Ascorbic acid (vitamin C; Fig. 2) acts as a water-soluble free radical scavenger in both plant and animal tissues. Like phenolics, ascorbate (E°´= 282 mV) has a reduction potential below peroxyl radicals (E°´=1000 mV) and thus can inactivate peroxyl radicals. In addition, ascorbate’s reduction potential is lower than the α-tocopherol radical (E°´= 500 mV), meaning that ascorbate may have an additional role in the regeneration of oxidized α-tocopherol. Interactions between ascorbate and free radicals result in the formation of numerous oxidation products. Although ascorbate seems to primarily play an antioxidant role in living tissues, this is not always true in food systems. Ascorbate is a strong reducing agent especially at low pH. When transition metals are reduced, they become very active prooxidants that can decompose hydrogen and lipid peroxides into free radicals. Ascorbate also causes the release of protein-bound iron (e.g., ferritin), thus promoting oxidation. Therefore, ascorbate can potentially exhibit prooxidative activity in the presence of free transition metals or iron-binding proteins. This does not typically occur in living tissues due to the tight control of free metals by systems that prevent metal reduction and reactivity. However, in foods the typical control of metals can be lost by processing operations that cause protein denaturation. Thus in some foods, ascorbate my act as a prooxidant and accelerate oxidative reactions.

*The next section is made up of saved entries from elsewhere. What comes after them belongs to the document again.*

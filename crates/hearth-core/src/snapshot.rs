// ABOUTME: Versioned, timestamped snapshot of application state and its textual codec.
// ABOUTME: Encodes as a single JSON object {version, payload, savedAt} and decodes without panicking.

use chrono::{DateTime, SubsecRound, Utc};
use serde::{Deserialize, Serialize};
use serde_json::Value;
use thiserror::Error;

/// Errors that can occur while encoding or decoding a snapshot.
#[derive(Debug, Error)]
pub enum CodecError {
    #[error("malformed snapshot: {0}")]
    Decode(#[source] serde_json::Error),

    #[error("snapshot version must be at least 1")]
    ZeroVersion,

    #[error("failed to encode snapshot: {0}")]
    Encode(#[source] serde_json::Error),
}

/// Application state as it is persisted: an opaque payload tagged with the
/// schema version it was written under and the time it was saved.
///
/// Snapshots are values. Migrations and re-saves produce new snapshots
/// rather than editing an existing one.
#[derive(Debug, Clone, PartialEq, Serialize, Deserialize)]
#[serde(rename_all = "camelCase")]
pub struct Snapshot {
    pub version: u32,
    pub payload: Value,
    #[serde(with = "chrono::serde::ts_milliseconds")]
    pub saved_at: DateTime<Utc>,
}

impl Snapshot {
    /// Build a snapshot stamped with the current time, at the millisecond
    /// precision it is stored with.
    pub fn new(version: u32, payload: Value) -> Self {
        Self {
            version,
            payload,
            saved_at: Utc::now().trunc_subsecs(3),
        }
    }
}

/// Borrowing twin of `Snapshot` so encoding never clones the payload.
#[derive(Serialize)]
#[serde(rename_all = "camelCase")]
struct SnapshotRef<'a> {
    version: u32,
    payload: &'a Value,
    #[serde(with = "chrono::serde::ts_milliseconds")]
    saved_at: DateTime<Utc>,
}

/// Encode a payload as a snapshot at `version`, stamped with `savedAt = now`.
pub fn encode(version: u32, payload: &Value) -> Result<String, CodecError> {
    write(version, payload, Utc::now())
}

/// Encode an existing snapshot, keeping its original `savedAt`.
pub fn encode_snapshot(snapshot: &Snapshot) -> Result<String, CodecError> {
    write(snapshot.version, &snapshot.payload, snapshot.saved_at)
}

fn write(version: u32, payload: &Value, saved_at: DateTime<Utc>) -> Result<String, CodecError> {
    if version == 0 {
        return Err(CodecError::ZeroVersion);
    }
    let blob = SnapshotRef {
        version,
        payload,
        saved_at,
    };
    serde_json::to_string(&blob).map_err(CodecError::Encode)
}

/// Decode a stored blob. Truncated or malformed input yields `CodecError`,
/// which callers treat the same as "nothing stored".
pub fn decode(text: &str) -> Result<Snapshot, CodecError> {
    let snapshot: Snapshot = serde_json::from_str(text).map_err(CodecError::Decode)?;
    if snapshot.version == 0 {
        return Err(CodecError::ZeroVersion);
    }
    Ok(snapshot)
}
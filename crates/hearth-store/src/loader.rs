// ABOUTME: Startup load pipeline turning whatever is stored under a key into current-version state.
// ABOUTME: Decodes, backs up, migrates, applies the gap policy, and writes the upgrade back.

use hearth_core::{GapPolicy, MigrationError, MigrationTable, Snapshot, decode, encode, migrate};
use serde_json::Value;

use crate::backup::{BackupError, BackupManager, BackupReason};

/// Why a load fell back to a default snapshot.
#[derive(Debug, Clone, PartialEq, Eq)]
pub enum DefaultReason {
    /// Nothing stored under the key.
    Missing,
    /// The medium could not be read.
    Unavailable,
    /// The stored blob did not decode.
    Corrupt,
    /// Stored data was written by a newer schema than this build knows.
    TooNew { found: u32 },
    /// Migration hit a gap and the session's policy discards partial data.
    MigrationGap { from: u32, missing: u32 },
    /// Migration failed for another reason.
    MigrationFailed,
}

/// Where the loaded snapshot came from.
#[derive(Debug, Clone, PartialEq, Eq)]
pub enum LoadSource {
    /// Stored data was already at the current version.
    Stored,
    /// Stored data was upgraded from `from`.
    Migrated { from: u32 },
    /// Migration stopped at `missing` and the partial result was kept. The
    /// snapshot version is below the current version.
    Partial { from: u32, missing: u32 },
    Default(DefaultReason),
}

/// Result of loading one key. Loading never fails: every problem resolves
/// to a default snapshot or an explicitly flagged partial one.
#[derive(Debug, Clone, PartialEq)]
pub struct LoadOutcome {
    pub snapshot: Snapshot,
    pub source: LoadSource,
    /// Backup taken during this load, if any.
    pub backup_key: Option<String>,
}

impl LoadOutcome {
    pub fn is_default(&self) -> bool {
        matches!(self.source, LoadSource::Default(_))
    }
}

/// Runs the load pipeline for keys in one namespace.
pub struct SnapshotLoader<'a> {
    backups: &'a BackupManager,
    table: &'a MigrationTable,
    current_version: u32,
    gap_policy: GapPolicy,
}

impl<'a> SnapshotLoader<'a> {
    pub fn new(
        backups: &'a BackupManager,
        table: &'a MigrationTable,
        current_version: u32,
        gap_policy: GapPolicy,
    ) -> Self {
        Self {
            backups,
            table,
            current_version,
            gap_policy,
        }
    }

    /// Load `name`, falling back to `default_payload` at the current version.
    ///
    /// Sequence:
    /// 1. Read the primary key (unreadable or missing: default)
    /// 2. Decode (corrupt: default)
    /// 3. Newer than this build: back it up as superseded, default
    /// 4. Older: back it up, then migrate
    /// 5. On a gap, apply the gap policy
    /// 6. Write any upgraded snapshot back to the primary key
    pub async fn load(&self, name: &str, default_payload: &Value) -> LoadOutcome {
        let key = self.backups.keys().primary(name);
        let store = self.backups.store();
        let current = self.current_version;

        let text = match store.get(&key).await {
            Ok(Some(text)) => text,
            Ok(None) => {
                tracing::info!("no snapshot stored at {}, starting from defaults", key);
                return self.fallback(default_payload, DefaultReason::Missing, None);
            }
            Err(e) => {
                tracing::warn!("could not read {}: {}, starting from defaults", key, e);
                return self.fallback(default_payload, DefaultReason::Unavailable, None);
            }
        };

        let stored = match decode(&text) {
            Ok(snapshot) => snapshot,
            Err(e) => {
                tracing::warn!("discarding corrupt snapshot at {}: {}", key, e);
                return self.fallback(default_payload, DefaultReason::Corrupt, None);
            }
        };

        let from = stored.version;
        if from == current {
            tracing::info!("loaded {} at version {}", key, from);
            return LoadOutcome {
                snapshot: stored,
                source: LoadSource::Stored,
                backup_key: None,
            };
        }

        if from > current {
            tracing::warn!(
                "{} holds version {} but this build supports {}, starting from defaults",
                key,
                from,
                current
            );
            let backup_key = self.backup(name, &stored, BackupReason::Superseded).await;
            return self.fallback(default_payload, DefaultReason::TooNew { found: from }, backup_key);
        }

        let backup_key = self.backup(name, &stored, BackupReason::PreMigration).await;

        match migrate(stored, self.table, current) {
            Ok(migrated) => {
                tracing::info!("migrated {} from version {} to {}", key, from, current);
                self.write_back(&key, &migrated).await;
                LoadOutcome {
                    snapshot: migrated,
                    source: LoadSource::Migrated { from },
                    backup_key,
                }
            }
            Err(MigrationError::Gap {
                missing, partial, ..
            }) => match self.gap_policy {
                GapPolicy::KeepPartial => {
                    tracing::warn!(
                        "keeping {} partially migrated at version {} (no step from {})",
                        key,
                        partial.version,
                        missing
                    );
                    if partial.version > from {
                        self.write_back(&key, &partial).await;
                    }
                    LoadOutcome {
                        snapshot: *partial,
                        source: LoadSource::Partial { from, missing },
                        backup_key,
                    }
                }
                GapPolicy::UseDefault => {
                    tracing::warn!(
                        "discarding {} at version {}: no migration from version {}",
                        key,
                        from,
                        missing
                    );
                    self.fallback(
                        default_payload,
                        DefaultReason::MigrationGap { from, missing },
                        backup_key,
                    )
                }
            },
            Err(e) => {
                tracing::error!("migration of {} failed: {}", key, e);
                self.fallback(default_payload, DefaultReason::MigrationFailed, backup_key)
            }
        }
    }

    fn fallback(
        &self,
        default_payload: &Value,
        reason: DefaultReason,
        backup_key: Option<String>,
    ) -> LoadOutcome {
        LoadOutcome {
            snapshot: Snapshot::new(self.current_version, default_payload.clone()),
            source: LoadSource::Default(reason),
            backup_key,
        }
    }

    /// Take a backup, pruning older backups of the same key one at a time
    /// while the medium reports it is full. Failure is logged, not fatal.
    async fn backup(&self, name: &str, snapshot: &Snapshot, reason: BackupReason) -> Option<String> {
        loop {
            match self.backups.create(name, snapshot, reason).await {
                Ok(key) => return Some(key),
                Err(BackupError::Store(e)) if e.is_quota() => {
                    let held = self.backups.count(name).await.unwrap_or(0);
                    if held == 0 {
                        tracing::warn!("no room to back up {}: {}", name, e);
                        return None;
                    }
                    if let Err(e) = self.backups.prune(name, held - 1).await {
                        tracing::warn!("could not prune backups of {}: {}", name, e);
                        return None;
                    }
                }
                Err(e) => {
                    tracing::warn!("could not back up {}: {}", name, e);
                    return None;
                }
            }
        }
    }

    async fn write_back(&self, key: &str, snapshot: &Snapshot) {
        let text = match encode(snapshot.version, &snapshot.payload) {
            Ok(text) => text,
            Err(e) => {
                tracing::warn!("could not encode upgraded {}: {}", key, e);
                return;
            }
        };
        if let Err(e) = self.backups.store().set(key, &text).await {
            tracing::warn!("could not write upgraded {}: {}", key, e);
        }
    }
}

Ascorbate is found in numerous plant foods including green vegetables, citrus fruits, tomatoes, berries, and potatoes. Ascorbate can be lost in foods due to heat processing and prolonged storage. Transition metals and exposure to air will also cause the degradation of ascorbic acid.

Chemical structures of miscellaneous natural antioxidants.
FIGURE 2 Chemical structures of miscellaneous natural antioxidants.